* [What the task asks] Exactly as written, return every line of the data below.

* [Provided records]
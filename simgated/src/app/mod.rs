// SPDX-License-Identifier: AGPL-3.0-only
// Copyright (C) 2026 Alex Sizykh

pub mod build_gate;
pub mod context;
pub mod dispatch;
pub mod errors;
pub mod monitor;
pub mod ports;
pub mod scheduler;
pub mod services;
pub mod settings;
pub mod types;
pub mod usecases;

#[cfg(test)]
pub(crate) mod test_support;
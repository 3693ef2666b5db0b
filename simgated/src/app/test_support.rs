// SPDX-License-Identifier: AGPL-3.0-only
// Copyright (C) 2026 Alex Sizykh

//! Fakes shared by the orchestration tests.

use std::collections::{HashMap, HashSet};
use std::net::SocketAddr;
use std::path::Path;
use std::sync::atomic::{AtomicBool, AtomicI64, Ordering};
use std::sync::{Arc, Mutex};
use std::time::Duration;

use async_trait::async_trait;

use crate::adapters::db::{GatewayStore, SqliteStoreAdapter};
use crate::app::errors::{AppError, AppErrorKind, AppResult, codes};
use crate::app::ports::{ExecCapture, RemoteExecPort, SchedulerPort, SubmitRequest};
use crate::app::services::layout::RemoteLayout;
use crate::app::settings::{MonitorSettings, SchedulerSettings};
use crate::app::types::{JobState, SshConfig};

pub async fn memory_stores() -> Arc<SqliteStoreAdapter> {
    Arc::new(SqliteStoreAdapter::new(
        GatewayStore::open_memory().await.expect("open memory store"),
    ))
}

pub fn sample_ssh_config() -> SshConfig {
    SshConfig {
        session_name: None,
        host: "hpc.example.org".into(),
        addr: SocketAddr::from(([127, 0, 0, 1], 22)),
        username: "sim".into(),
        identity_path: None,
        known_hosts_path: None,
        keepalive_secs: 30,
    }
}

pub fn sample_scheduler_settings() -> SchedulerSettings {
    SchedulerSettings {
        sim_base_path: "/hpc/sims".into(),
        image_base_path: "/hpc/images".into(),
        sbatch_base_path: "/hpc/sbatch".into(),
        log_base_path: "/hpc/logs".into(),
        ..SchedulerSettings::default()
    }
}

pub fn sample_layout() -> RemoteLayout {
    RemoteLayout::new(&sample_scheduler_settings())
}

pub fn fast_monitor_settings() -> MonitorSettings {
    MonitorSettings {
        poll_interval: Duration::from_millis(10),
        wait_timeout: Duration::from_millis(50),
        max_wait_iterations: 30,
        ..MonitorSettings::default()
    }
}

pub fn job_state(job_id: i64, state: &str) -> JobState {
    JobState {
        job_id,
        name: format!("job-{job_id}"),
        account: "lab".into(),
        user_name: "sim".into(),
        job_state: state.into(),
        start_time: None,
        end_time: None,
        exit_code: None,
    }
}

/// Scheduler double: hands out ids from 1000 and reports whatever state was set.
pub struct ScriptedScheduler {
    next_id: AtomicI64,
    states: Mutex<HashMap<i64, JobState>>,
    failing_ids: Mutex<HashSet<i64>>,
    fail_batches: AtomicBool,
    fail_submit: AtomicBool,
    submissions: Mutex<Vec<SubmitRequest>>,
    status_calls: Mutex<Vec<Vec<i64>>>,
}

impl Default for ScriptedScheduler {
    fn default() -> Self {
        Self {
            next_id: AtomicI64::new(1000),
            states: Mutex::default(),
            failing_ids: Mutex::default(),
            fail_batches: AtomicBool::new(false),
            fail_submit: AtomicBool::new(false),
            submissions: Mutex::default(),
            status_calls: Mutex::default(),
        }
    }
}

impl ScriptedScheduler {
    pub fn set_state(&self, state: JobState) {
        self.states.lock().unwrap().insert(state.job_id, state);
    }

    pub fn fail_id(&self, id: i64) {
        self.failing_ids.lock().unwrap().insert(id);
    }

    pub fn fail_batches(&self, fail: bool) {
        self.fail_batches.store(fail, Ordering::SeqCst);
    }

    pub fn fail_submit(&self, fail: bool) {
        self.fail_submit.store(fail, Ordering::SeqCst);
    }

    pub fn submissions(&self) -> Vec<SubmitRequest> {
        self.submissions.lock().unwrap().clone()
    }

    pub fn status_calls(&self) -> Vec<Vec<i64>> {
        self.status_calls.lock().unwrap().clone()
    }
}

fn transport_error() -> AppError {
    AppError::with_message(
        AppErrorKind::Unavailable,
        codes::CONNECTION_FAILURE,
        "connection reset",
    )
}

#[async_trait]
impl SchedulerPort for ScriptedScheduler {
    async fn submit_job(&self, request: &SubmitRequest) -> AppResult<i64> {
        if self.fail_submit.load(Ordering::SeqCst) {
            return Err(transport_error());
        }
        self.submissions.lock().unwrap().push(request.clone());
        Ok(self.next_id.fetch_add(1, Ordering::SeqCst))
    }

    async fn get_job_status(&self, ids: &[i64]) -> AppResult<Vec<JobState>> {
        self.status_calls.lock().unwrap().push(ids.to_vec());
        if ids.len() > 1 && self.fail_batches.load(Ordering::SeqCst) {
            return Err(transport_error());
        }
        let failing = self.failing_ids.lock().unwrap();
        if ids.iter().any(|id| failing.contains(id)) {
            return Err(transport_error());
        }
        let states = self.states.lock().unwrap();
        Ok(ids.iter().filter_map(|id| states.get(id).cloned()).collect())
    }
}

/// Transport double that serves downloads from a fixed payload.
#[derive(Default)]
pub struct RecordingRemoteExec {
    pub download_payload: Vec<u8>,
    pub downloads: Mutex<Vec<String>>,
}

#[async_trait]
impl RemoteExecPort for RecordingRemoteExec {
    async fn exec_capture(&self, _config: &SshConfig, command: &str) -> AppResult<ExecCapture> {
        panic!("unexpected command: {command}");
    }

    async fn upload(&self, _config: &SshConfig, _local: &Path, remote: &str) -> AppResult<()> {
        panic!("unexpected upload to {remote}");
    }

    async fn download(&self, _config: &SshConfig, remote: &str, local: &Path) -> AppResult<()> {
        self.downloads.lock().unwrap().push(remote.to_string());
        std::fs::write(local, &self.download_payload).unwrap();
        Ok(())
    }
}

* [Solution to this task]
filename simgated/src/app/mod.rs
// SPDX-License-Identifier: AGPL-3.0-only
// Copyright (C) 2026 Alex Sizykh

pub mod build_gate;
pub mod context;
pub mod dispatch;
pub mod errors;
pub mod monitor;
pub mod ports;
pub mod scheduler;
pub mod services;
pub mod settings;
pub mod types;
pub mod usecases;

#[cfg(test)]
pub(crate) mod test_support;
repository 3693ef2666b5db0b
filename simgated/src/app/test_support.rs
// SPDX-License-Identifier: AGPL-3.0-only
// Copyright (C) 2026 Alex Sizykh

//! Fakes shared by the orchestration tests.

use std::collections::{HashMap, HashSet};
use std::net::SocketAddr;
use std::path::Path;
use std::sync::atomic::{AtomicBool, AtomicI64, Ordering};
use std::sync::{Arc, Mutex};
use std::time::Duration;

use async_trait::async_trait;

use crate::adapters::db::{GatewayStore, SqliteStoreAdapter};
use crate::app::errors::{AppError, AppErrorKind, AppResult, codes};
use crate::app::ports::{ExecCapture, RemoteExecPort, SchedulerPort, SubmitRequest};
use crate::app::services::layout::RemoteLayout;
use crate::app::settings::{MonitorSettings, SchedulerSettings};
use crate::app::types::{JobState, SshConfig};

pub async fn memory_stores() -> Arc<SqliteStoreAdapter> {
    Arc::new(SqliteStoreAdapter::new(
        GatewayStore::open_memory().await.expect("open memory store"),
    ))
}

pub fn sample_ssh_config() -> SshConfig {
    SshConfig {
        session_name: None,
        host: "hpc.example.org".into(),
        addr: SocketAddr::from(([127, 0, 0, 1], 22)),
        username: "sim".into(),
        identity_path: None,
        known_hosts_path: None,
        keepalive_secs: 30,
    }
}

pub fn sample_scheduler_settings() -> SchedulerSettings {
    SchedulerSettings {
        sim_base_path: "/hpc/sims".into(),
        image_base_path: "/hpc/images".into(),
        sbatch_base_path: "/hpc/sbatch".into(),
        log_base_path: "/hpc/logs".into(),
        ..SchedulerSettings::default()
    }
}

pub fn sample_layout() -> RemoteLayout {
    RemoteLayout::new(&sample_scheduler_settings())
}

pub fn fast_monitor_settings() -> MonitorSettings {
    MonitorSettings {
        poll_interval: Duration::from_millis(10),
        wait_timeout: Duration::from_millis(50),
        max_wait_iterations: 30,
        ..MonitorSettings::default()
    }
}

pub fn job_state(job_id: i64, state: &str) -> JobState {
    JobState {
        job_id,
        name: format!("job-{job_id}"),
        account: "lab".into(),
        user_name: "sim".into(),
        job_state: state.into(),
        start_time: None,
        end_time: None,
        exit_code: None,
    }
}

/// Scheduler double: hands out ids from 1000 and reports whatever state was set.
pub struct ScriptedScheduler {
    next_id: AtomicI64,
    states: Mutex<HashMap<i64, JobState>>,
    failing_ids: Mutex<HashSet<i64>>,
    fail_batches: AtomicBool,
    fail_submit: AtomicBool,
    submissions: Mutex<Vec<SubmitRequest>>,
    status_calls: Mutex<Vec<Vec<i64>>>,
}

impl Default for ScriptedScheduler {
    fn default() -> Self {
        Self {
            next_id: AtomicI64::new(1000),
            states: Mutex::default(),
            failing_ids: Mutex::default(),
            fail_batches: AtomicBool::new(false),
            fail_submit: AtomicBool::new(false),
            submissions: Mutex::default(),
            status_calls: Mutex::default(),
        }
    }
}

impl ScriptedScheduler {
    pub fn set_state(&self, state: JobState) {
        self.states.lock().unwrap().insert(state.job_id, state);
    }

    pub fn fail_id(&self, id: i64) {
        self.failing_ids.lock().unwrap().insert(id);
    }

    pub fn fail_batches(&self, fail: bool) {
        self.fail_batches.store(fail, Ordering::SeqCst);
    }

    pub fn fail_submit(&self, fail: bool) {
        self.fail_submit.store(fail, Ordering::SeqCst);
    }

    pub fn submissions(&self) -> Vec<SubmitRequest> {
        self.submissions.lock().unwrap().clone()
    }

    pub fn status_calls(&self) -> Vec<Vec<i64>> {
        self.status_calls.lock().unwrap().clone()
    }
}

fn transport_error() -> AppError {
    AppError::with_message(
        AppErrorKind::Unavailable,
        codes::CONNECTION_FAILURE,
        "connection reset",
    )
}

#[async_trait]
impl SchedulerPort for ScriptedScheduler {
    async fn submit_job(&self, request: &SubmitRequest) -> AppResult<i64> {
        if self.fail_submit.load(Ordering::SeqCst) {
            return Err(transport_error());
        }
        self.submissions.lock().unwrap().push(request.clone());
        Ok(self.next_id.fetch_add(1, Ordering::SeqCst))
    }

    async fn get_job_status(&self, ids: &[i64]) -> AppResult<Vec<JobState>> {
        self.status_calls.lock().unwrap().push(ids.to_vec());
        if ids.len() > 1 && self.fail_batches.load(Ordering::SeqCst) {
            return Err(transport_error());
        }
        let failing = self.failing_ids.lock().unwrap();
        if ids.iter().any(|id| failing.contains(id)) {
            return Err(transport_error());
        }
        let states = self.states.lock().unwrap();
        Ok(ids.iter().filter_map(|id| states.get(id).cloned()).collect())
    }
}

/// Transport double that serves downloads from a fixed payload.
#[derive(Default)]
pub struct RecordingRemoteExec {
    pub download_payload: Vec<u8>,
    pub downloads: Mutex<Vec<String>>,
}

#[async_trait]
impl RemoteExecPort for RecordingRemoteExec {
    async fn exec_capture(&self, _config: &SshConfig, command: &str) -> AppResult<ExecCapture> {
        panic!("unexpected command: {command}");
    }

    async fn upload(&self, _config: &SshConfig, _local: &Path, remote: &str) -> AppResult<()> {
        panic!("unexpected upload to {remote}");
    }

    async fn download(&self, _config: &SshConfig, remote: &str, local: &Path) -> AppResult<()> {
        self.downloads.lock().unwrap().push(remote.to_string());
        std::fs::write(local, &self.download_payload).unwrap();
        Ok(())
    }
}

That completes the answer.